There are so many myths about Substance Use Disorders and treatment that it’s hard to cover them all within the space allotted. Consequently, only some of the most common myths will be addressed and any additional questions can be forwarded to the above email address. The following are some of the actual myths made by various individuals.
Myth: “Drug addicts all use heroin and needles.” Fact: The southeastern portion of the U.S. is infamous for pharmaceutical abuse whereas the remainder of the U.S. lists their primary opiate of abuse as heroin. Furthermore, Gulf Coast Treatment Center’s (GCTC) studies of admitted individuals, as well as the American Association for the Treatment of Opioid Dependence (AATOD) has shown that the most common method of use is by mouth.
Myth: “Drug addicts live on the streets.” Fact: GCTC’s admission data positively correlates with AATOD’s national study on most items including higher rates of males and lower rates of minority ethnicity levels. The average client is a 35-39-year-old Caucasian male who is employed and married. However, they can’t possibly make enough at the average job to pay for their daily habits (often costing from $150 to $1000/day). Consequently, many lose their jobs, families, and homes before ever reaching out for recovery.

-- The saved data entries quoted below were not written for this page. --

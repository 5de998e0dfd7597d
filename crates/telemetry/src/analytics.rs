//! Thread-safe request analytics: response times, popularity and errors.

use std::collections::{HashMap, VecDeque};
use std::sync::RwLock;

use chrono::{DateTime, Utc};
use serde::Serialize;
use tracing::debug;

/// How many entries each "top" list in a summary carries.
pub const TOP_N: usize = 5;

/// Samples kept for [`Analytics::recent`]. Older ones only live on in the totals.
pub const RECENT_CAPACITY: usize = 1000;

/// One successful reply.
#[derive(Debug, Clone, Serialize)]
pub struct ResponseSample {
    pub timestamp: DateTime<Utc>,
    pub category: String,
    pub topic: String,
    pub model: String,
    pub response_time_secs: f64,
    pub total_tokens: Option<u32>,
}

#[derive(Debug, Default)]
struct Counters {
    /// Newest last, at most `RECENT_CAPACITY`.
    recent: VecDeque<ResponseSample>,
    /// Running sum over every tracked response, not just `recent`.
    total_response_time_secs: f64,
    per_category: HashMap<String, u64>,
    /// Keyed `category:topic`.
    per_topic: HashMap<String, u64>,
    per_model: HashMap<String, u64>,
    errors: HashMap<String, u64>,
    total_requests: u64,
    successful_requests: u64,
    total_tokens: u64,
}

/// Aggregated view of everything tracked so far.
#[derive(Debug, Clone, Serialize)]
pub struct AnalyticsSummary {
    pub total_requests: u64,
    pub successful_requests: u64,
    /// Percentage in `0.0..=100.0`.
    pub success_rate: f64,
    pub avg_response_time_secs: f64,
    pub total_tokens: u64,
    pub top_categories: Vec<(String, u64)>,
    pub top_topics: Vec<(String, u64)>,
    pub top_models: Vec<(String, u64)>,
    pub top_errors: Vec<(String, u64)>,
    pub timestamp: DateTime<Utc>,
}

/// Collects per-request counters. Shared with the chat service behind an `Arc`.
#[derive(Debug, Default)]
pub struct Analytics {
    counters: RwLock<Counters>,
}

impl Analytics {
    pub fn new() -> Self {
        Self::default()
    }

    /// Record a reply that came from the model (or the cache).
    pub fn track_response(
        &self,
        category: &str,
        topic: &str,
        model: &str,
        response_time_secs: f64,
        total_tokens: Option<u32>,
    ) {
        let mut c = self.counters.write().unwrap();
        if c.recent.len() == RECENT_CAPACITY {
            c.recent.pop_front();
        }
        c.recent.push_back(ResponseSample {
            timestamp: Utc::now(),
            category: category.to_string(),
            topic: topic.to_string(),
            model: model.to_string(),
            response_time_secs,
            total_tokens,
        });
        *c.per_category.entry(category.to_string()).or_default() += 1;
        *c.per_topic.entry(format!("{category}:{topic}")).or_default() += 1;
        *c.per_model.entry(model.to_string()).or_default() += 1;
        c.total_requests += 1;
        c.successful_requests += 1;
        c.total_response_time_secs += response_time_secs;
        c.total_tokens += u64::from(total_tokens.unwrap_or(0));

        debug!(
            category,
            topic,
            model,
            response_time_secs,
            "Tracked response"
        );
    }

    /// Record a request that ended without model output.
    pub fn track_error(&self, category: &str, topic: &str, code: &str, detail: &str) {
        let mut c = self.counters.write().unwrap();
        *c.errors.entry(code.to_string()).or_default() += 1;
        c.total_requests += 1;

        debug!(category, topic, code, detail, "Tracked error");
    }

    pub fn summary(&self) -> AnalyticsSummary {
        let c = self.counters.read().unwrap();

        let avg_response_time_secs = if c.successful_requests == 0 {
            0.0
        } else {
            c.total_response_time_secs / c.successful_requests as f64
        };
        let success_rate = if c.total_requests == 0 {
            0.0
        } else {
            c.successful_requests as f64 / c.total_requests as f64 * 100.0
        };

        AnalyticsSummary {
            total_requests: c.total_requests,
            successful_requests: c.successful_requests,
            success_rate,
            avg_response_time_secs,
            total_tokens: c.total_tokens,
            top_categories: top(&c.per_category),
            top_topics: top(&c.per_topic),
            top_models: top(&c.per_model),
            top_errors: top(&c.errors),
            timestamp: Utc::now(),
        }
    }

    /// Most recent samples, newest last.
    pub fn recent(&self, limit: usize) -> Vec<ResponseSample> {
        let c = self.counters.read().unwrap();
        let start = c.recent.len().saturating_sub(limit);
        c.recent.iter().skip(start).cloned().collect()
    }

    pub fn reset(&self) {
        *self.counters.write().unwrap() = Counters::default();
    }
}

/// Highest counts first; ties broken by name so output is stable.
fn top(counts: &HashMap<String, u64>) -> Vec<(String, u64)> {
    let mut entries: Vec<(String, u64)> = counts.iter().map(|(k, v)| (k.clone(), *v)).collect();
    entries.sort_by(|a, b| b.1.cmp(&a.1).then_with(|| a.0.cmp(&b.0)));
    entries.truncate(TOP_N);
    entries
}

#[cfg(test)]
mod tests {
    use super::*;

    #[test]
    fn empty_summary_is_all_zero() {
        let s = Analytics::new().summary();
        assert_eq!(s.total_requests, 0);
        assert_eq!(s.success_rate, 0.0);
        assert_eq!(s.avg_response_time_secs, 0.0);
        assert!(s.top_categories.is_empty());
    }

    #[test]
    fn responses_and_errors_feed_the_rates() {
        let a = Analytics::new();
        a.track_response("epics", "ramayana", "mistral-small-latest", 1.0, Some(120));
        a.track_response("epics", "ramayana", "mistral-small-latest", 3.0, None);
        a.track_response("vedas", "rigveda", "mistral-large-latest", 2.0, Some(80));
        a.track_error("vedas", "rigveda", "timeout", "no response within 25s");

        let s = a.summary();
        assert_eq!(s.total_requests, 4);
        assert_eq!(s.successful_requests, 3);
        assert!((s.success_rate - 75.0).abs() < 1e-9);
        assert!((s.avg_response_time_secs - 2.0).abs() < 1e-9);
        assert_eq!(s.total_tokens, 200);
        assert_eq!(s.top_categories[0], ("epics".to_string(), 2));
        assert_eq!(s.top_topics[0], ("epics:ramayana".to_string(), 2));
        assert_eq!(s.top_errors, vec![("timeout".to_string(), 1)]);
    }

    #[test]
    fn top_lists_are_capped_and_stable() {
        let a = Analytics::new();
        for (i, cat) in ["a", "b", "c", "d", "e", "f", "g"].iter().enumerate() {
            for _ in 0..=i {
                a.track_error(cat, "t", &format!("http_50{i}"), "");
            }
        }
        a.track_error("x", "t", "api_error", "");
        a.track_error("y", "t", "connection", "");

        let s = a.summary();
        assert_eq!(s.top_errors.len(), TOP_N);
        assert_eq!(s.top_errors[0], ("http_506".to_string(), 7));
        assert_eq!(s.top_errors[4], ("http_502".to_string(), 3));

        let b = Analytics::new();
        b.track_error("c", "t", "zeta", "");
        b.track_error("c", "t", "alpha", "");
        let ties = b.summary().top_errors;
        assert_eq!(ties[0].0, "alpha");
    }

    #[test]
    fn recent_and_reset() {
        let a = Analytics::new();
        for i in 0..3 {
            a.track_response("knowledge", "yoga", "sonar", f64::from(i), None);
        }
        let recent = a.recent(2);
        assert_eq!(recent.len(), 2);
        assert_eq!(recent[1].response_time_secs, 2.0);

        a.reset();
        assert_eq!(a.summary().total_requests, 0);
    }

    #[test]
    fn recent_window_is_capped_but_totals_are_not() {
        let a = Analytics::new();
        let n = RECENT_CAPACITY + 250;
        for i in 0..n {
            a.track_response("vedas", "rigveda", "mistral-small-latest", if i % 2 == 0 { 1.0 } else { 3.0 }, Some(1));
        }

        let recent = a.recent(usize::MAX);
        assert_eq!(recent.len(), RECENT_CAPACITY);
        assert_eq!(recent.last().unwrap().response_time_secs, 3.0);
        assert_eq!(a.counters.read().unwrap().recent.len(), RECENT_CAPACITY);

        let s = a.summary();
        assert_eq!(s.successful_requests, n as u64);
        assert_eq!(s.total_tokens, n as u64);
        assert!((s.avg_response_time_secs - 2.0).abs() < 1e-9);
    }
}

Myth: “12 Step Programs are cults.” Fact: 12 step programs such as Alcoholics Anonymous, have been around over 75 years and have helped countless numbers of people. They foster honesty in recovery in a loving caring atmosphere. Twelve Step programs are a legitimate weapon in the fight against substance use.
Myth: “Methadone gets into your bones and teeth and rots them.” Fact: According to years of research, methadone does not “get into your bones” or cause harm to the skeletal system. Some methadone patients report having aches in their arms and legs, but this is most often explained by a lack of being regulated on a proper dose. Secondly, research once again has shown that it doesn’t rot teeth. There are, however, a couple of explanations for individuals who are on methadone to have teeth issues. Most active opiate users don’t pay a lot of attention to oral hygiene by brushing their teeth daily and visiting the dentist twice a year for cleanings. Consequently, it is the cumulative affect that the lack of care has on teeth that is the cause.
Myth: “Methadone causes drowsiness and makes people nod-off.” Fact: Patients on a stabilized dose of methadone will not feel any drowsier than someone who is not on methadone if they are not combining substances. Combining methadone with any other medication or substance is dangerous and should be addressed immediately.